Material to process:
//! hive-local: run a small computation on an in-process cluster.
//!
//! Starts a scheduler and a few workers, maps `inc` over a range, sums the
//! results on the cluster and logs the total.

use std::path::PathBuf;
use std::time::Duration;

use clap::Parser;
use hive_client::{ClientError, LocalCluster, SubmitOptions};
use hive_core::config::load_dotenv;
use hive_core::{Arg, Function, FunctionRegistry, HiveConfig, TaskCall, TaskError};
use serde_json::Value;
use tracing::{info, warn};

// ── CLI ─────────────────────────────────────────────────────────────

/// Smoke-test a local hive cluster.
#[derive(Parser, Debug)]
#[command(name = "hive-local", version, about)]
struct Cli {
    /// Path to a hive.toml config file. Defaults plus environment overrides when absent.
    #[arg(long, env = "HIVE_CONFIG")]
    config: Option<PathBuf>,

    /// Number of workers to start.
    #[arg(long, env = "HIVE_LOCAL_WORKERS", default_value_t = 2)]
    workers: usize,

    /// Number of increments to map.
    #[arg(long, default_value_t = 100)]
    tasks: i64,

    /// Seconds to wait for the total.
    #[arg(long, default_value_t = 30)]
    timeout: u64,
}

fn functions() -> (Function, Function) {
    let inc = Function::new("inc", |call: &TaskCall| Ok(Value::from(call.arg_i64(0)? + 1)));
    let total = Function::new("sum", |call: &TaskCall| {
        let items = call
            .arg(0)?
            .as_array()
            .ok_or_else(|| TaskError::argument("expected a list"))?;
        Ok(Value::from(items.iter().filter_map(Value::as_i64).sum::<i64>()))
    });
    (inc, total)
}

async fn run(cluster: &LocalCluster, cli: &Cli) -> Result<Value, ClientError> {
    let (inc, total) = functions();
    let client = cluster.client().await?;
    client.wait_for_workers(cli.workers, Some(Duration::from_secs(cli.timeout))).await?;

    let inputs: Vec<Arg> = (0..cli.tasks).map(Arg::from).collect();
    let futures = client.map(&inc, vec![inputs], &SubmitOptions::default())?;
    let sum = client.submit(&total, vec![Arg::keys(futures.iter().map(|f| f.key()))])?;
    let value = sum.result(Some(Duration::from_secs(cli.timeout))).await;
    client.close().await;
    value
}

// ── main ────────────────────────────────────────────────────────────

#[tokio::main]
async fn main() -> anyhow::Result<()> {
    load_dotenv();
    tracing_subscriber::fmt()
        .with_env_filter(
            tracing_subscriber::EnvFilter::try_from_default_env()
                .unwrap_or_else(|_| tracing_subscriber::EnvFilter::new("info")),
        )
        .init();

    let cli = Cli::parse();

    let config = match &cli.config {
        Some(path) => {
            let config = HiveConfig::from_file(path)?;
            info!(path = %path.display(), "loaded hive config");
            config
        }
        None => HiveConfig::from_env()?,
    };

    let registry = FunctionRegistry::new();
    let cluster = LocalCluster::start(&registry, cli.workers, config)?;
    let outcome = run(&cluster, &cli).await;
    cluster.close().await;

    let total = outcome?;
    let expected: i64 = (1..=cli.tasks).sum();
    if total == Value::from(expected) {
        info!(tasks = cli.tasks, total = %total, "computation finished");
    } else {
        warn!(tasks = cli.tasks, total = %total, expected, "unexpected total");
    }
    Ok(())
}
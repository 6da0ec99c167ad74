//! Waiting on groups of futures.

use std::time::Duration;

use futures::stream::{self, FuturesUnordered, Stream, StreamExt};
use tokio::time::Instant;

use crate::error::ClientError;
use crate::future::{FutureStatus, TaskFuture};

/// When [`wait`] returns.
#[derive(Debug, Clone, Copy, Default, PartialEq, Eq)]
pub enum ReturnWhen {
    #[default]
    AllCompleted,
    FirstCompleted,
    /// The first failure, or all done if nothing fails.
    FirstException,
}

#[derive(Debug, Default)]
pub struct WaitResult {
    pub done: Vec<TaskFuture>,
    pub not_done: Vec<TaskFuture>,
}

fn satisfied(futures: &[TaskFuture], return_when: ReturnWhen) -> bool {
    match return_when {
        ReturnWhen::AllCompleted => futures.iter().all(TaskFuture::done),
        ReturnWhen::FirstCompleted => futures.is_empty() || futures.iter().any(TaskFuture::done),
        ReturnWhen::FirstException => {
            futures.iter().all(TaskFuture::done)
                || futures
                    .iter()
                    .any(|f| matches!(f.status(), FutureStatus::Error(_)))
        }
    }
}

/// Wait until `return_when` holds for `futures`.
///
/// A timeout is not an error: whatever finished so far is returned in
/// `done` and the rest in `not_done`.
pub async fn wait(futures: &[TaskFuture], timeout: Option<Duration>, return_when: ReturnWhen) -> WaitResult {
    let deadline = timeout.map(|t| Instant::now() + t);
    let mut pending: FuturesUnordered<_> = futures
        .iter()
        .filter(|f| !f.done())
        .cloned()
        .map(|f| async move { f.wait().await })
        .collect();

    while !satisfied(futures, return_when) {
        let next = pending.next();
        let finished = match deadline {
            Some(deadline) => match tokio::time::timeout_at(deadline, next).await {
                Ok(finished) => finished,
                Err(_) => break,
            },
            None => next.await,
        };
        if finished.is_none() {
            break;
        }
    }

    let (done, not_done) = futures.iter().cloned().partition(TaskFuture::done);
    WaitResult { done, not_done }
}

/// Yield `futures` in the order they become done.
///
/// Failed and cancelled futures are yielded like finished ones. Once
/// `timeout` has passed since the call the stream yields one
/// [`ClientError::Timeout`] and ends.
pub fn as_completed(
    futures: &[TaskFuture],
    timeout: Option<Duration>,
) -> impl Stream<Item = Result<TaskFuture, ClientError>> {
    let deadline = timeout.map(|t| (Instant::now() + t, t));
    let pending: FuturesUnordered<_> = futures
        .iter()
        .cloned()
        .map(|f| async move {
            f.wait().await;
            f
        })
        .collect();

    stream::unfold(Some(pending), move |pending| async move {
        let mut pending = pending?;
        let next = match deadline {
            Some((at, limit)) => match tokio::time::timeout_at(at, pending.next()).await {
                Ok(next) => next,
                Err(_) => return Some((Err(ClientError::Timeout(limit)), None)),
            },
            None => pending.next().await,
        };
        next.map(|future| (Ok(future), Some(pending)))
    })
}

What the task asks: Could you return all lines from the data above that contain the string "HiveConfig"?

Solution to the problem:
use hive_core::{Arg, Function, FunctionRegistry, HiveConfig, TaskCall, TaskError};
            let config = HiveConfig::from_file(path)?;
        None => HiveConfig::from_env()?,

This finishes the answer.